I have a Fortran (77/90) code that is originally MPI and built specifically for 32 MPI Tasks and I have added Open MP structures. Because the code is pedominantly F77 in that subroutine, the Open MP is of the form “C$OMP”.
To confirm the code has not changed I ran the same case but used OMP_NUM_THREADS=1 and the compilation used -O0 (as for the pure MPI version). Also -mp=nonuma. The compiler is 9.0.4 on a Cray XT (barcelona quad-cores)
There is a comparator tool that shows there are differences in the results.
Then I disable the Open MP using "CCC " in first four columns and re-compile and again see discrepancies. I am unhappy about that.

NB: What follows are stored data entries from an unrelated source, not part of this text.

//! MIDI rendering.
//!
//! The score is first flattened into a [`MidiStream`] of timed note and
//! lyric events (times in beats, one beat per eighth-note unit), which
//! [`MidiStream::to_smf`] then writes as a Standard MIDI File, format 0.

use serde::{Deserialize, Serialize};
use tracing::debug;

use super::{neume_notes, sounding_pitch};
use crate::lyrics;
use crate::score::Score;
use crate::MidiParams;

/// Everything needed to write one MIDI track.
#[derive(Debug, Clone, PartialEq, Serialize, Deserialize)]
pub struct MidiStream {
    pub track_name: String,
    pub tempo: u16,
    pub program: u8,
    /// Time-ordered events
    pub events: Vec<MidiEvent>,
}

#[derive(Debug, Clone, PartialEq, Serialize, Deserialize)]
pub enum MidiEvent {
    Note {
        pitch: u8,
        start: f64,
        duration: f64,
        velocity: u8,
    },
    Lyric {
        start: f64,
        text: String,
    },
}

impl MidiStream {
    /// Notes only, in order.
    pub fn notes(&self) -> impl Iterator<Item = (u8, f64, f64)> + '_ {
        self.events.iter().filter_map(|e| match *e {
            MidiEvent::Note {
                pitch,
                start,
                duration,
                ..
            } => Some((pitch, start, duration)),
            MidiEvent::Lyric { .. } => None,
        })
    }

    /// Total length in beats.
    pub fn length(&self) -> f64 {
        self.notes()
            .map(|(_, start, duration)| start + duration)
            .fold(0.0, f64::max)
    }

    /// Write the stream as SMF format 0.
    pub fn to_smf(&self, params: &MidiParams) -> Vec<u8> {
        let tick = |beats: f64| (beats * params.ticks_per_beat as f64).round().max(0.0) as u32;
        let channel = params.channel & 0x0F;
        let us_per_beat = 60_000_000u32 / u32::from(self.tempo.max(1));

        let mut track = Track::default();
        track.meta(0, 0x03, self.track_name.as_bytes());
        track.meta(0, 0x51, &us_per_beat.to_be_bytes()[1..]);
        track.push(0, vec![0xC0 | channel, self.program & 0x7F]);

        for event in &self.events {
            match event {
                MidiEvent::Lyric { start, text } => {
                    track.meta(tick(*start), 0x05, text.as_bytes());
                }
                MidiEvent::Note {
                    pitch,
                    start,
                    duration,
                    velocity,
                } => {
                    let on = tick(*start);
                    let off = tick(start + duration).max(on + 1);
                    let key = pitch & 0x7F;
                    track.push(on, vec![0x90 | channel, key, velocity & 0x7F]);
                    track.push(off, vec![0x80 | channel, key, 0]);
                }
            }
        }

        track.into_smf(params.ticks_per_beat)
    }
}

/// Flatten a score into timed events.
pub fn render(score: &Score, params: &MidiParams) -> MidiStream {
    let mut events = Vec::new();
    let mut time = 0.0;

    for syllable in score.syllables() {
        let mut first = true;
        for note in neume_notes(score, syllable) {
            if first {
                let text = lyrics::clean(&syllable.text);
                if !text.is_empty() {
                    events.push(MidiEvent::Lyric { start: time, text });
                }
                first = false;
            }
            events.push(MidiEvent::Note {
                pitch: sounding_pitch(score, note).clamp(0, 127) as u8,
                start: time,
                duration: note.duration,
                velocity: params.velocity,
            });
            time += note.duration;
        }
    }

    debug!(events = events.len(), beats = time, "midi stream");
    MidiStream {
        track_name: score.title.clone(),
        tempo: params.tempo,
        program: params.program,
        events,
    }
}

/// Raw track events at absolute ticks, in insertion order.
#[derive(Default)]
struct Track {
    events: Vec<(u32, Vec<u8>)>,
}

impl Track {
    fn push(&mut self, tick: u32, bytes: Vec<u8>) {
        self.events.push((tick, bytes));
    }

    fn meta(&mut self, tick: u32, kind: u8, payload: &[u8]) {
        let mut bytes = vec![0xFF, kind];
        write_vlq(&mut bytes, payload.len() as u32);
        bytes.extend_from_slice(payload);
        self.push(tick, bytes);
    }

    /// Header chunk and a single track chunk.
    fn into_smf(mut self, ticks_per_beat: u16) -> Vec<u8> {
        // Stable: a note-off keeps its place before a note-on at the same tick
        self.events.sort_by_key(|&(tick, _)| tick);

        let mut body = Vec::new();
        let mut now = 0;
        for (tick, bytes) in &self.events {
            write_vlq(&mut body, tick - now);
            body.extend_from_slice(bytes);
            now = *tick;
        }
        body.extend_from_slice(&[0x00, 0xFF, 0x2F, 0x00]);

        let mut smf = Vec::with_capacity(22 + body.len());
        smf.extend_from_slice(b"MThd");
        smf.extend_from_slice(&6u32.to_be_bytes());
        // format 0, one track
        for word in [0u16, 1, ticks_per_beat] {
            smf.extend_from_slice(&word.to_be_bytes());
        }
        smf.extend_from_slice(b"MTrk");
        smf.extend_from_slice(&(body.len() as u32).to_be_bytes());
        smf.extend(body);
        smf
    }
}

/// Append `value` as a MIDI variable-length quantity.
fn write_vlq(out: &mut Vec<u8>, value: u32) {
    let mut shift = 28;
    while shift > 0 && value >> shift == 0 {
        shift -= 7;
    }
    while shift > 0 {
        out.push(((value >> shift) & 0x7F) as u8 | 0x80);
        shift -= 7;
    }
    out.push((value & 0x7F) as u8);
}
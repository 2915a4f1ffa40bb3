//! Lyric text cleanup and alert scanning.
//!
//! gabc syllables carry a small tag language: `<i>`, `<b>`, `<u>`, `<c>` and
//! `<e>` for styling, `<v>` for verbatim TeX, and `<sp>` for liturgical
//! specials such as ℟ and ℣.

const STYLE_TAGS: [&str; 5] = ["i", "b", "u", "c", "e"];

const SPECIALS: [(&str, &str); 16] = [
    ("R/", "℟"),
    ("V/", "℣"),
    ("ae", "æ"),
    ("'ae", "ǽ"),
    ("'æ", "ǽ"),
    ("AE", "Æ"),
    ("'AE", "Ǽ"),
    ("'Æ", "Ǽ"),
    ("oe", "œ"),
    ("'oe", "œ́"),
    ("'œ", "œ́"),
    ("OE", "Œ"),
    ("'OE", "Œ́"),
    ("'Œ", "Œ́"),
    ("+", "†"),
    ("*", "✠"),
];

/// Strip styling tags, drop `<v>` spans and expand `<sp>` specials.
pub fn clean(text: &str) -> String {
    let mut out = String::with_capacity(text.len());
    let mut rest = text;
    while let Some(open) = rest.find('<') {
        out.push_str(&rest[..open]);
        let tail = &rest[open..];
        let Some(close) = tail.find('>') else {
            out.push_str(tail);
            return out;
        };
        let tag = &tail[1..close];
        let after = &tail[close + 1..];
        rest = match tag {
            "v" | "sp" => {
                let end_tag = format!("</{}>", tag);
                match after.find(&end_tag) {
                    Some(end) => {
                        if tag == "sp" {
                            out.push_str(special(&after[..end]));
                        }
                        &after[end + end_tag.len()..]
                    }
                    None => after,
                }
            }
            t if is_style_tag(t) => after,
            _ => {
                out.push_str(&tail[..=close]);
                after
            }
        };
    }
    out.push_str(rest);
    out
}

fn is_style_tag(tag: &str) -> bool {
    let name = tag.strip_prefix('/').unwrap_or(tag);
    STYLE_TAGS.contains(&name)
}

fn special(code: &str) -> &str {
    SPECIALS
        .iter()
        .find(|(k, _)| *k == code)
        .map_or(code, |(_, v)| *v)
}

/// Alerts that occur in `text`, in the order they were given.
pub fn find_alerts<'a>(text: &str, alerts: &'a [String]) -> Vec<&'a str> {
    alerts
        .iter()
        .filter(|a| !a.is_empty() && text.contains(a.as_str()))
        .map(String::as_str)
        .collect()
}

Next I omitted the “-mp=nonuma” and then the results are identical. Probably because the code is essentially identically compiled at that point. this is puzzling but mainly because I do not understand what -mp option is doing when the Open MP is disabled in code.
The code is large (>80000 lines in one file and 330 subroutines) but I was only attempting Open MP in one subroutine at a time (being cautious).
I had wound down the Optimization from “-fast” to reduce the complexity of this issue but it seems to still be a problem. How am I supposed to have confidence in a hybrid code is I cannot get a single threaded version to agree with the “standard” MPI run. (eventually I expect to run 64 MPi tasks with as many as 24 Open MP theads on the next generation of the machine).
Any ideas or clarification about -mp=nonuma would be appreciated.